Den Schönsten, den Liebsten
„Jauchzet, frohlocket! auf, preiset die Tage, rühmet, was heute der Höchste getan! Lasset das Zagen, verbannet die Klagen, stimmet voll Jauchzen und Fröhlichkeit an!“ So singt der Chor zu Beginn des Weihnachtsoratoriums von Johann Sebastian Bach (BWV 248) Und weiter: „Bereite dich, Zion, mit zärtlichen Trieben, den Schönsten, den Liebsten bald bei dir zu sehn! Deine Wangen müssen heut viel schöner prangen, eile, den Bräutigam sehnlichst zu lieben! … Er ist auf Erden kommen arm.“ Schön ist Jesus im Weihnachtsoratorium von J.S. Bach schon, schön aber nicht reich, sondern arm. Und die Schönheit der Musik, der Räume, des Festes ist Nahrung für die Seele. Es ist aber keine glatte Schönheit, keine große Vergesslichkeit: „Vergesslichkeit, weil man wegblicken und weghören, überhaupt die Wahrnehmung auf einen reduzierten Gesichtswinkel schalten muss, um an der glatten Haut der Kultur Freude zu haben. Zwang, weil die Lebensinhalte allesamt auf Unterhaltungsergiebigkeit getestet werden.“ 

Sympathie und Herz
Es ist Gott selber, den es nicht im Himmel hält. Wenn wir Jesus in der Krippe sehen, wenn wir dieses Kind feiern, dann feiern wir Gott, Gott ganz unten, Gott ganz nah, Gott in Rufweite, Gott in unserer Haut, mit unseren Schmerzen, mit unseren Freuden. Mit der Geburt Jesu tritt Gott in ein lebendiges Beziehungsgeschehen mit uns, er zeigt Herz, Sympathie und Solidarität mit uns. Bethlehem kommt heraus, wenn Gott und Mensch aufeinander treffen, wenn Gott die Not und die Abgründe der Menschen wahrnimmt. „Die Religion des Gottes, der Mensch wurde, ist der Religion (denn sie ist es) des Menschen begegnet, der sich zum Gott macht. Was ist geschehen? Ein Zusammenstoß, ein Kampf, ein Anathem? Es hätte sein können, aber es ist nicht geschehen. Die alte Geschichte vom Samariter wurde zum Beispiel für die Geisteshaltung des Konzils.
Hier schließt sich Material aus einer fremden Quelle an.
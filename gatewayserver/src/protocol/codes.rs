//! 명령 타입 및 상태 코드

/// 프레임 명령 타입
#[derive(Debug, Clone, Copy, PartialEq, Eq, Hash)]
#[repr(u8)]
pub enum CommandType {
    /// 바디 없는 응답. 길이 필드가 상태 코드입니다.
    Response = 0,
    Login = 2,
    Ping = 6,
    /// 디바이스 정보 (null 구분 key/value)
    Internal = 17,
    Hardware = 20,
    HardwareLogin = 29,
}

impl CommandType {
    pub fn from_u8(value: u8) -> Option<Self> {
        match value {
            0 => Some(CommandType::Response),
            2 => Some(CommandType::Login),
            6 => Some(CommandType::Ping),
            17 => Some(CommandType::Internal),
            20 => Some(CommandType::Hardware),
            29 => Some(CommandType::HardwareLogin),
            _ => None,
        }
    }

    pub fn as_u8(self) -> u8 {
        self as u8
    }

    pub fn is_login(self) -> bool {
        matches!(self, CommandType::Login | CommandType::HardwareLogin)
    }
}

/// 응답 상태 코드
#[derive(Debug, Clone, Copy, PartialEq, Eq, Hash)]
#[repr(u16)]
pub enum StatusCode {
    Success = 200,
    IllegalCommand = 2,
    NotAuthenticated = 5,
    NotAllowed = 6,
    InvalidToken = 9,
    IllegalCommandBody = 11,
    NoData = 17,
    ServerError = 500,
}

impl StatusCode {
    pub fn as_u16(self) -> u16 {
        self as u16
    }

    pub fn from_u16(value: u16) -> Option<Self> {
        match value {
            200 => Some(StatusCode::Success),
            2 => Some(StatusCode::IllegalCommand),
            5 => Some(StatusCode::NotAuthenticated),
            6 => Some(StatusCode::NotAllowed),
            9 => Some(StatusCode::InvalidToken),
            11 => Some(StatusCode::IllegalCommandBody),
            17 => Some(StatusCode::NoData),
            500 => Some(StatusCode::ServerError),
            _ => None,
        }
    }
}
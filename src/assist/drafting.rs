//! Supporting document drafts
//!
//! Free-prose generation with the Drafter persona. No schema and no
//! JSON parsing path: the model's text is the product. The prompt
//! restricts the draft to the supplied facts and excludes letter
//! header blocks, since callers paste the body into their own
//! stationery.

use std::collections::BTreeMap;

use tracing::debug;

use crate::concierge::{Concierge, Persona};
use crate::error::Result;

/// Kinds of supporting document the drafter can produce
#[derive(Debug, Clone, Copy, PartialEq, Eq)]
pub enum DocumentKind {
    CoverLetter,
    Itinerary,
    EmploymentProof,
}

impl DocumentKind {
    pub fn name(&self) -> &'static str {
        match self {
            DocumentKind::CoverLetter => "visa application cover letter",
            DocumentKind::Itinerary => "day-by-day travel itinerary",
            DocumentKind::EmploymentProof => "proof of employment letter",
        }
    }
}

/// Draft one document from a field map. The `BTreeMap` keeps prompt
/// ordering deterministic for identical inputs.
pub async fn generate_document(
    desk: &Concierge,
    kind: DocumentKind,
    fields: &BTreeMap<String, String>,
) -> Result<String> {
    let prompt = drafting_prompt(kind, fields);
    debug!("Drafting {} from {} fields", kind.name(), fields.len());

    let reply = {
        let mut session = desk.session(Persona::Drafter).lock().await;
        session.reset();
        session.run(&prompt, None).await?
    };

    Ok(reply.text.trim().to_string())
}

fn drafting_prompt(kind: DocumentKind, fields: &BTreeMap<String, String>) -> String {
    let mut facts = String::new();
    for (name, value) in fields {
        facts.push_str("- ");
        facts.push_str(name);
        facts.push_str(": ");
        facts.push_str(value);
        facts.push('\n');
    }
    if facts.is_empty() {
        facts.push_str("- (no details provided)\n");
    }

    format!(
        "Draft a {} from these facts:\n\n{}\n\
         Use only the facts above; leave anything not listed out entirely rather than \
         inventing it. Write the body text only - no addresses, date lines, subject \
         lines, \"To whom it may concern\" or other letter header blocks.",
        kind.name(),
        facts
    )
}

#[cfg(test)]
mod tests {
    use super::*;

    fn fields() -> BTreeMap<String, String> {
        let mut map = BTreeMap::new();
        map.insert("Applicant".to_string(), "Maria Silva".to_string());
        map.insert("Destination".to_string(), "Japan".to_string());
        map.insert("Travel dates".to_string(), "2025-04-01 to 2025-04-14".to_string());
        map
    }

    #[test]
    fn test_prompt_lists_all_fields() {
        let prompt = drafting_prompt(DocumentKind::CoverLetter, &fields());
        assert!(prompt.contains("Maria Silva"));
        assert!(prompt.contains("Japan"));
        assert!(prompt.contains("2025-04-01"));
    }

    #[test]
    fn test_prompt_excludes_header_blocks() {
        let prompt = drafting_prompt(DocumentKind::EmploymentProof, &fields());
        assert!(prompt.contains("no addresses"));
        assert!(prompt.contains("header blocks"));
    }

    #[test]
    fn test_prompt_is_deterministic_across_insertion_order() {
        let mut reversed = BTreeMap::new();
        reversed.insert("Travel dates".to_string(), "2025-04-01 to 2025-04-14".to_string());
        reversed.insert("Destination".to_string(), "Japan".to_string());
        reversed.insert("Applicant".to_string(), "Maria Silva".to_string());

        assert_eq!(
            drafting_prompt(DocumentKind::Itinerary, &fields()),
            drafting_prompt(DocumentKind::Itinerary, &reversed)
        );
    }

    #[test]
    fn test_empty_field_map_still_prompts() {
        let prompt = drafting_prompt(DocumentKind::CoverLetter, &BTreeMap::new());
        assert!(prompt.contains("no details provided"));
    }

    #[test]
    fn test_kind_names() {
        assert!(DocumentKind::CoverLetter.name().contains("cover letter"));
        assert!(DocumentKind::Itinerary.name().contains("itinerary"));
        assert!(DocumentKind::EmploymentProof.name().contains("employment"));
    }
}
Eine ganz große Sympathie hat es ganz und gar durchdrungen.“ (Paul VI.) – Was geschieht, wenn alt und jung aufeinander treffen: ein Crash oder gar ein Krieg zwischen den Generationen? Was passiert, wenn arm und reich aufeinander prallen: die große Absicherung und Abschottung der Reichen, der Kampf aller gegen alle? Was ist das Ergebnis der einen Welt von Nord und Süd: die Ausbeutung und Unterdrückung, der große Hunger? – Es gehört zur Menschwerdung Gottes und zur Menschwerdung des Menschen, dass „Freude und Hoffnung, Trauer und Angst der Menschen von heute, besonders der Armen und Bedrängten aller Art, auch Freude und Hoffnung, Trauer und Angst der Jünger Christi sind. Und es gibt nichts wahrhaft Menschliches, das nicht in ihren Herzen seinen Widerhall fände.“ (GS 1) Entscheidend für Menschwerdung ist es, dass bei uns ein Resonanzraum für das Wort Gottes offen ist. Es ist eine große Sympathie, welche die große Grundhaltung der Menschwerdung Gottes darstellt. „Denn er, der Sohn Gottes, hat sich in seiner Menschwerdung gewissermaßen mit jedem Menschen vereinigt. …Durch Christus und in Christus also wird das Rätsel von Schmerz und Tod hell, das außerhalb seines Evangeliums uns überwältigt.“ (GS 22) Die Beziehung zu Gott verlangt wie jede Beziehung auch meine „Sympathie", mein Herz. Sie führt mich heraus aus der Isolation und stellt mich hinein in ein lebendiges Beziehungsgeschehen. Weihnachten sagt: Du kannst ihm trauen mit deiner Einsamkeit. Du kannst ihm trauen mit deinem Versagen. Du kannst ihm trauen mit deiner Todesfurcht. 

Ist Raum in uns?
Wir finden uns heute wieder in Maria, der das Gott-Kind anvertraut wurde. Mit ihr dürfen wir lernen, seine Nähe wahrzunehmen, ihn aufzunehmen, ihm Mutter und Schwester zu sein. Lernen, ihn frei zu lassen, zu achten, weil er der Ganz-Andere ist. Ihn zu entdecken im Arm eines alten Simeon. Das Leben um uns herum wachsen und strömen zu lassen, hier neben uns, an unsrer Seite. Wir wollen es anschauen, sehen, im Herzen bewahren, herbeisehnen, für uns und für die anderen, klein und groß.